//! Role-based access control: a static permission table plus a role hierarchy.
//!
//! Four roles exist: `admin`, `editor`, `viewer` and `user`. Each maps to a
//! fixed list of `category:verb` permission strings. [`can_access`] turns a
//! `(resource, action)` request into the permissions that would satisfy it and
//! checks the role's list for any of them; `admin` is always allowed.
//! [`can_manage_role`] guards user-management operations: only an admin may
//! act on another role, and only on roles at or below its own level.

use serde::{Deserialize, Serialize};
use std::fmt;
use std::str::FromStr;

pub const ROLE_ADMIN: &str = "admin";
pub const ROLE_EDITOR: &str = "editor";
pub const ROLE_VIEWER: &str = "viewer";
pub const ROLE_USER: &str = "user";

/// Granted to `user` (anonymous-equivalent) so public content stays readable.
pub const PUBLIC_READ: &str = "public:read";
pub const ADMIN_ACCESS: &str = "admin:access";

const ADMIN_PERMISSIONS: &[&str] = &[
    "content:read",
    "content:write",
    "content:delete",
    "media:read",
    "media:write",
    "media:delete",
    "seo:read",
    "seo:write",
    "seo:delete",
    "contact:read",
    "contact:write",
    "contact:delete",
    "users:read",
    "users:write",
    "users:delete",
    "security:read",
    "security:write",
    "analytics:read",
    PUBLIC_READ,
    ADMIN_ACCESS,
];

const EDITOR_PERMISSIONS: &[&str] = &[
    "content:read",
    "content:write",
    "content:delete",
    "media:read",
    "media:write",
    "seo:read",
    "seo:write",
    "analytics:read",
    "contact:read",
    "contact:write",
    PUBLIC_READ,
];

const VIEWER_PERMISSIONS: &[&str] = &[
    "content:read",
    "media:read",
    "seo:read",
    "analytics:read",
    "contact:read",
    PUBLIC_READ,
];

const USER_PERMISSIONS: &[&str] = &[PUBLIC_READ];

#[derive(Clone, Copy, Debug, PartialEq, Eq, Hash, Serialize, Deserialize)]
#[serde(rename_all = "lowercase")]
pub enum Role {
    Admin,
    Editor,
    Viewer,
    User,
}

impl Role {
    pub const ALL: [Role; 4] = [Role::Admin, Role::Editor, Role::Viewer, Role::User];

    pub fn as_str(&self) -> &'static str {
        match self {
            Role::Admin => ROLE_ADMIN,
            Role::Editor => ROLE_EDITOR,
            Role::Viewer => ROLE_VIEWER,
            Role::User => ROLE_USER,
        }
    }

    /// Position in the hierarchy; lower is more privileged.
    pub fn level(&self) -> u8 {
        match self {
            Role::Admin => 0,
            Role::Editor => 1,
            Role::Viewer => 2,
            Role::User => 3,
        }
    }

    pub fn permissions(&self) -> &'static [&'static str] {
        match self {
            Role::Admin => ADMIN_PERMISSIONS,
            Role::Editor => EDITOR_PERMISSIONS,
            Role::Viewer => VIEWER_PERMISSIONS,
            Role::User => USER_PERMISSIONS,
        }
    }

    pub fn description(&self) -> &'static str {
        match self {
            Role::Admin => "Full access including user management and security",
            Role::Editor => "Create, edit and delete site content",
            Role::Viewer => "Read-only access to the admin area",
            Role::User => "Public site access",
        }
    }
}

impl fmt::Display for Role {
    fn fmt(&self, f: &mut fmt::Formatter<'_>) -> fmt::Result {
        f.write_str(self.as_str())
    }
}

#[derive(Debug, Clone, PartialEq, Eq)]
pub struct UnknownRole(pub String);

impl fmt::Display for UnknownRole {
    fn fmt(&self, f: &mut fmt::Formatter<'_>) -> fmt::Result {
        write!(f, "invalid role '{}' (expected admin, editor, viewer or user)", self.0)
    }
}

impl std::error::Error for UnknownRole {}

impl FromStr for Role {
    type Err = UnknownRole;

    /// Exact, case-sensitive match.
    fn from_str(s: &str) -> Result<Self, Self::Err> {
        match s {
            ROLE_ADMIN => Ok(Role::Admin),
            ROLE_EDITOR => Ok(Role::Editor),
            ROLE_VIEWER => Ok(Role::Viewer),
            ROLE_USER => Ok(Role::User),
            other => Err(UnknownRole(other.to_string())),
        }
    }
}

/// What the caller wants to do with a resource.
#[derive(Clone, Copy, Debug, PartialEq, Eq, Serialize, Deserialize)]
#[serde(rename_all = "lowercase")]
pub enum Action {
    Read,
    Write,
    Delete,
    Admin,
}

impl Action {
    pub fn as_str(&self) -> &'static str {
        match self {
            Action::Read => "read",
            Action::Write => "write",
            Action::Delete => "delete",
            Action::Admin => "admin",
        }
    }
}

impl FromStr for Action {
    type Err = String;

    fn from_str(s: &str) -> Result<Self, Self::Err> {
        match s {
            "read" => Ok(Action::Read),
            "write" => Ok(Action::Write),
            "delete" => Ok(Action::Delete),
            "admin" => Ok(Action::Admin),
            other => Err(format!("invalid action '{}'", other)),
        }
    }
}

/// Permission family a resource name belongs to. Anything unrecognized is site content.
#[derive(Clone, Copy, Debug, PartialEq, Eq)]
pub enum ResourceCategory {
    Content,
    Media,
    Seo,
    Contact,
    Users,
    Security,
    Analytics,
}

impl ResourceCategory {
    pub fn of(resource: &str) -> ResourceCategory {
        match resource {
            "media" | "images" | "uploads" => ResourceCategory::Media,
            "seo" | "page-seo" | "seo-defaults" => ResourceCategory::Seo,
            "contact" | "contact-submissions" => ResourceCategory::Contact,
            "users" | "roles" => ResourceCategory::Users,
            "security" | "audit-logs" => ResourceCategory::Security,
            "analytics" => ResourceCategory::Analytics,
            _ => ResourceCategory::Content,
        }
    }

    pub fn prefix(&self) -> &'static str {
        match self {
            ResourceCategory::Content => "content",
            ResourceCategory::Media => "media",
            ResourceCategory::Seo => "seo",
            ResourceCategory::Contact => "contact",
            ResourceCategory::Users => "users",
            ResourceCategory::Security => "security",
            ResourceCategory::Analytics => "analytics",
        }
    }
}

/// One access decision's inputs.
#[derive(Clone, Debug)]
pub struct AccessRequest<'a> {
    pub user_role: Role,
    pub resource: &'a str,
    pub action: Action,
    /// Carried for audit records; the decision does not depend on it.
    pub user_id: Option<&'a str>,
}

/// Permissions that satisfy `action` on `resource`; holding any one of them is enough.
pub fn required_permissions(resource: &str, action: Action) -> Vec<String> {
    let category = ResourceCategory::of(resource);
    let prefix = category.prefix();
    match action {
        Action::Read if category == ResourceCategory::Content => {
            vec![format!("{}:read", prefix), PUBLIC_READ.to_string()]
        }
        Action::Read => vec![format!("{}:read", prefix)],
        Action::Write => vec![format!("{}:write", prefix)],
        Action::Delete => vec![format!("{}:delete", prefix)],
        Action::Admin => vec![ADMIN_ACCESS.to_string()],
    }
}

pub fn has_permission(role: Role, permission: &str) -> bool {
    role.permissions().contains(&permission)
}

/// String-typed variant of [`has_permission`]; unknown roles hold nothing.
pub fn role_has_permission(role: &str, permission: &str) -> bool {
    role.parse::<Role>().map(|r| has_permission(r, permission)).unwrap_or(false)
}

pub fn role_permissions(role: Role) -> &'static [&'static str] {
    role.permissions()
}

pub fn can_access(req: &AccessRequest<'_>) -> bool {
    if req.user_role == Role::Admin {
        return true;
    }
    required_permissions(req.resource, req.action)
        .iter()
        .any(|p| has_permission(req.user_role, p))
}

/// Only admins manage roles, and only roles at or below their own level.
pub fn can_manage_role(manager: Role, target: Role) -> bool {
    if manager != Role::Admin {
        return false;
    }
    manager.level() <= target.level()
}

pub fn is_valid_role(role: &str) -> bool {
    role.parse::<Role>().is_ok()
}

/// Role from a user record or token claims: `user_metadata.role`, then `app_metadata.role`,
/// else `user`. Unknown role strings also fall back to `user`.
pub fn extract_user_role(user: &serde_json::Value) -> Role {
    ["user_metadata", "app_metadata"]
        .iter()
        .filter_map(|key| user.get(key)?.get("role")?.as_str())
        .find_map(|s| s.parse::<Role>().ok())
        .unwrap_or(Role::User)
}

┄┄┄┄┄┄┄┄┄┄┄┄┄┄┄┄┄┄┄┄

• **Activity**:
Search term "Serialize": count the lines of the listing in which it appears, and give the number with nothing further.

• **Answer**:
3